Für die bislang grössten Schlagzeilen am US Open sorgt ein US-Teenager. Die 17-jährige Victoria Duval eliminiert in der Startrunde ex-Championne Samantha Stosur.

Die Zuschauer im Louis-Armstrong-Stadium spielten verrückt. «USA, USA» hallte es im Schlusssatz immer wieder durchs Rund. Duval, die Nummer 296 der Welt und nur dank einer Wild Card in der Qualifikation startberechtigt, hatte mit ihrer unbekümmerten Spielweise die Herzen der nationalistischen Fans erobert. Und ihre Gegnerin verunsichert.

Stosur, die vor zwei Jahren im Final Serena Williams geschockt hatte, fand kein Mittel und verspielte einen 7:5, 4:2-Vorsprung. Duval verwertete den vierten Matchball und wagte einen kleinen Freudentanz, zu ihrer mit 13 Personen gefüllten Box hin gewandt. «Ich bin so glücklich», piepste der Schlaks mit der harten Vorhand und der Sonnenbrille ins Mikrofon von Pam Shriver.

Für einen Hollywood-Film epischer Länge reicht dieser Erfolg noch nicht. Die ersten Kapitel würden aber zum Weiterschauen animieren. Geboren am 30. November 1995 in Miami, dislozierte Duval in die Heimat ihrer Eltern nach Haiti. Sie begleitete als Siebenjährige ihre tennisspielenden Brüder an ein Turnier nach Santo Domingo, nahm dort am U10-Event teil und gewann. Ohne Kenntnisse der Tennisregeln notabene. In Port-au-Prince wurde sie dann im selben Jahr zusammen mit Cousins gekidnappt. Aus Sicherheitsgründen zog die Familie nach Florida.

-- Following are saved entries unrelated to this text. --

//! Pipeline orchestrator for one verification request.
//!
//! Stages run strictly in order, each consuming the previous stage's output:
//! refine -> search -> select -> fetch -> verify.
//!
//! - Refinement and search failures, and an empty result set, end the run
//!   with a [`DegradedResponse`] before any further network call
//! - Fetch failures are soft: the run continues with sentinel evidence
//! - Comparator failures arrive as the terminal chunk of the verdict stream
//!
//! The orchestrator never retries; each stage owns its retry policy.

use serde::Serialize;
use std::fmt;
use std::sync::Arc;
use thiserror::Error;

use atlas_core::{
    Query, QueryError, SearchResult, SelectionError, SourceDescriptor, SourceDocument,
    SourceSelector,
};

use crate::config::{ConfigError, RuntimeConfig};
use crate::fetcher::{BrowserClient, ContentFetcher, FetchError, PageClient};
use crate::providers::{LlmProvider, ProviderError, ProviderRegistry};
use crate::refiner::{QueryRefiner, RefinementError};
use crate::search::{GoogleSearchProvider, SearchClient, SearchError, SearchProvider};
use crate::verifier::{VerdictStream, VerificationEngine};

/// Highest rank [`PipelineOrchestrator::scrape`] accepts.
pub const MAX_SCRAPE_INDEX: u32 = 10;

/// Errors from building the pipeline or from the non-streaming operations.
#[derive(Error, Debug)]
pub enum RuntimeError {
    #[error("Provider not configured: {0}")]
    ProviderNotConfigured(String),

    #[error("Configuration error: {0}")]
    Config(#[from] ConfigError),

    #[error("Provider error: {0}")]
    Provider(#[from] ProviderError),

    #[error("Search unavailable: {0}")]
    Search(#[from] SearchError),

    #[error(transparent)]
    Selection(#[from] SelectionError),

    #[error("Page client error: {0}")]
    Fetch(#[from] FetchError),

    #[error("Invalid query: {0}")]
    Query(#[from] QueryError),

    #[error("Result index must be between 1 and {max}, got {index}")]
    InvalidIndex { index: u32, max: u32 },
}

/// Why a run ended without a verdict stream.
#[derive(Debug, Clone, Copy, PartialEq, Eq, Serialize)]
#[serde(rename_all = "snake_case")]
pub enum DegradedReason {
    /// Query or answer was empty
    InvalidInput,
    /// The refiner model failed
    RefinementFailed,
    /// The search API failed
    SearchUnavailable,
    /// Search succeeded but nothing was fetchable
    NoResults,
}

impl fmt::Display for DegradedReason {
    fn fmt(&self, f: &mut fmt::Formatter<'_>) -> fmt::Result {
        match self {
            DegradedReason::InvalidInput => write!(f, "invalid_input"),
            DegradedReason::RefinementFailed => write!(f, "refinement_failed"),
            DegradedReason::SearchUnavailable => write!(f, "search_unavailable"),
            DegradedReason::NoResults => write!(f, "no_results"),
        }
    }
}

/// A handled, non-exceptional outcome with no source and no verdict.
#[derive(Debug, Clone, PartialEq, Eq, Serialize)]
pub struct DegradedResponse {
    pub reason: DegradedReason,
    pub message: String,
}

impl DegradedResponse {
    fn new(reason: DegradedReason, message: impl Into<String>) -> Self {
        let response = Self {
            reason,
            message: message.into(),
        };
        tracing::warn!(reason = %response.reason, message = %response.message, "Degraded response");
        response
    }
}

/// A run that reached the comparator.
pub struct VerificationRun {
    /// The query with its refined form
    pub query: Query,

    /// The evidence document (possibly a soft failure)
    pub document: SourceDocument,

    /// Rank of the search result the document came from
    pub rank: u32,

    /// Verdict stream; dropping it cancels the comparator call
    pub stream: VerdictStream,
}

impl fmt::Debug for VerificationRun {
    fn fmt(&self, f: &mut fmt::Formatter<'_>) -> fmt::Result {
        f.debug_struct("VerificationRun")
            .field("query", &self.query)
            .field("document", &self.document.url)
            .field("rank", &self.rank)
            .finish_non_exhaustive()
    }
}

/// Result of [`PipelineOrchestrator::run_verification`].
#[derive(Debug)]
pub enum VerificationOutcome {
    Streaming(VerificationRun),
    Degraded(DegradedResponse),
}

/// Sequences the pipeline stages for each request.
///
/// Holds only read-only collaborators, so one instance serves any number
/// of concurrent requests.
pub struct PipelineOrchestrator {
    refiner: QueryRefiner,
    search: SearchClient,
    selector: SourceSelector,
    fetcher: ContentFetcher,
    verifier: VerificationEngine,
    config: Arc<RuntimeConfig>,
}

impl PipelineOrchestrator {
    pub fn builder() -> PipelineOrchestratorBuilder {
        PipelineOrchestratorBuilder::new()
    }

    pub fn config(&self) -> &RuntimeConfig {
        &self.config
    }

    pub fn selector(&self) -> &SourceSelector {
        &self.selector
    }

    /// Verify `answer` against evidence retrieved for `raw_query`.
    pub async fn run_verification(&self, raw_query: &str, answer: &str) -> VerificationOutcome {
        if raw_query.trim().is_empty() || answer.trim().is_empty() {
            return VerificationOutcome::Degraded(DegradedResponse::new(
                DegradedReason::InvalidInput,
                "Both a query and an answer are required",
            ));
        }

        let query = match self.refiner.refine(raw_query).await {
            Ok(query) => query,
            Err(RefinementError::EmptyQuery) => {
                return VerificationOutcome::Degraded(DegradedResponse::new(
                    DegradedReason::InvalidInput,
                    "Both a query and an answer are required",
                ))
            }
            Err(e) => {
                return VerificationOutcome::Degraded(DegradedResponse::new(
                    DegradedReason::RefinementFailed,
                    format!("Could not prepare a search query: {}", e),
                ))
            }
        };

        let results = match self.search.search(query.search_text()).await {
            Ok(results) => results,
            Err(e) => {
                return VerificationOutcome::Degraded(DegradedResponse::new(
                    DegradedReason::SearchUnavailable,
                    format!("Web search is unavailable: {}", e),
                ))
            }
        };

        let descriptor = match self.selector.select(&results) {
            Ok(descriptor) => descriptor,
            Err(e) => {
                tracing::info!(stage = "select", error = %e, "No usable source");
                return VerificationOutcome::Degraded(DegradedResponse::new(
                    DegradedReason::NoResults,
                    "The query produced no usable results",
                ));
            }
        };
        tracing::info!(
            stage = "select",
            rank = descriptor.rank,
            url = %descriptor.url,
            strategy = %descriptor.strategy,
            "Source selected"
        );

        let document = self.fetcher.fetch(&descriptor).await;
        let stream = self
            .verifier
            .verify(answer, &document.extracted_text, &document.url);

        VerificationOutcome::Streaming(VerificationRun {
            query,
            document,
            rank: descriptor.rank,
            stream,
        })
    }

    /// Ranked results for a free-text query, sent to search as-is.
    pub async fn search(&self, raw_query: &str) -> Result<Vec<SearchResult>, RuntimeError> {
        let query = Query::new(raw_query)?;
        Ok(self.search.search(query.raw()).await?)
    }

    /// Search for `raw_query` and fetch the result at 1-based `index`.
    ///
    /// The result is not replaced by a later one when its route is skip;
    /// that case is reported as [`SelectionError::Skipped`].
    pub async fn scrape(&self, raw_query: &str, index: u32) -> Result<SourceDocument, RuntimeError> {
        if index == 0 || index > MAX_SCRAPE_INDEX {
            return Err(RuntimeError::InvalidIndex {
                index,
                max: MAX_SCRAPE_INDEX,
            });
        }

        let results = self.search(raw_query).await?;
        let descriptor: SourceDescriptor = self.selector.select_rank(&results, index)?;
        Ok(self.fetcher.fetch(&descriptor).await)
    }
}

/// Builder for [`PipelineOrchestrator`].
///
/// Collaborators not set explicitly are created from the configuration:
/// the model provider through [`ProviderRegistry::with_defaults`], the
/// Google search backend, and the browser page client.
pub struct PipelineOrchestratorBuilder {
    config: Arc<RuntimeConfig>,
    provider: Option<Arc<dyn LlmProvider>>,
    search_provider: Option<Arc<dyn SearchProvider>>,
    page_client: Option<Arc<dyn PageClient>>,
    registry: Option<ProviderRegistry>,
}

impl PipelineOrchestratorBuilder {
    pub fn new() -> Self {
        Self {
            config: Arc::new(RuntimeConfig::default()),
            provider: None,
            search_provider: None,
            page_client: None,
            registry: None,
        }
    }

    pub fn config(mut self, config: Arc<RuntimeConfig>) -> Self {
        self.config = config;
        self
    }

    /// Model provider for both refiner and comparator.
    pub fn provider(mut self, provider: Arc<dyn LlmProvider>) -> Self {
        self.provider = Some(provider);
        self
    }

    pub fn search_provider(mut self, provider: Arc<dyn SearchProvider>) -> Self {
        self.search_provider = Some(provider);
        self
    }

    pub fn page_client(mut self, client: Arc<dyn PageClient>) -> Self {
        self.page_client = Some(client);
        self
    }

    /// Registry used when no provider is set.
    pub fn registry(mut self, registry: ProviderRegistry) -> Self {
        self.registry = Some(registry);
        self
    }

    pub fn build(self) -> Result<PipelineOrchestrator, RuntimeError> {
        let config = self.config;
        config.validate()?;

        let provider: Arc<dyn LlmProvider> = match self.provider {
            Some(provider) => provider,
            None => {
                let registry = self.registry.unwrap_or_else(ProviderRegistry::with_defaults);
                if !registry.has_provider(&config.provider.kind) {
                    return Err(RuntimeError::ProviderNotConfigured(format!(
                        "Unknown provider '{}'. Available: {:?}",
                        config.provider.kind,
                        registry.available_types()
                    )));
                }
                registry.create(&config.provider.kind, config.provider.options.as_json())?
            }
        };

        let search_provider: Arc<dyn SearchProvider> = match self.search_provider {
            Some(search) => search,
            None => Arc::new(GoogleSearchProvider::from_settings(&config.search)?),
        };

        let page_client: Arc<dyn PageClient> = match self.page_client {
            Some(client) => client,
            None => Arc::new(BrowserClient::from_settings(&config.fetch)?),
        };

        tracing::debug!(provider = provider.name(), search = search_provider.name(), "Pipeline built");

        Ok(PipelineOrchestrator {
            refiner: QueryRefiner::new(
                Arc::clone(&provider),
                config.refiner_completion(),
                config.retry,
            ),
            search: SearchClient::new(search_provider, config.retry),
            selector: SourceSelector::new(Arc::new(config.routes.clone())),
            fetcher: ContentFetcher::from_settings(page_client, &config.fetch),
            verifier: VerificationEngine::new(provider, config.comparator_completion()),
            config,
        })
    }
}

impl Default for PipelineOrchestratorBuilder {
    fn default() -> Self {
        Self::new()
    }
}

Vater bei Erdbeben verschüttet

Weitere Fortschritte stellten sich ein. Zusammen mit ihrer Mutter und den Brüdern lebte Victoria mittlerweile in Atlanta. 2010 dann der nächste Schock. Beim verheerenden Erdbeben am 12. Januar wurde ihr Vater Jean-Maurice, der in Port-au-Prince eine Klinik für Gynäkologie und Geburtshilfe leitete, bei lebendigem Leib begraben. Er erlitt eine Rückenfraktur und einen Lungendurchstich. Fünf Rippen waren gebrochen, der linke Arm gelähmt.

Ein Nachbar zog ihn nach 11 Stunden unter dem Geröll hervor und vollzog im Garten eine Notoperation der Lunge, dank der Duval senior überlebte. Anschliessend wurde er dank der Hilfe eines Gönners mit einem Helikopter ausgeflogen und verbrachte 16 Tage im Spital in Hollywood, Florida. «Dieser Gönner ist ein Engel. Ohne ihn wäre mein Vater heute nicht hier», sagte «Vicky».

Mittlerweile und nach einigen Operationen ist Vater Duval zwar noch nicht arbeitsfähig, aber wieder in ansprechender Verfassung. Und stets im Herzen seiner Tochter, wie er nach dem Triumph stolz erklärte: «Sie freut sich immer, wenn ich dabei bin. Heute Morgen kam sie zu mir und sagte 'Daddy, wir schaffen das zusammen'.» Wenige Stunden später hatte sie ein schönes Kapitel eines typischen Tennis-Märchens «Made in the USA» geschrieben. (si)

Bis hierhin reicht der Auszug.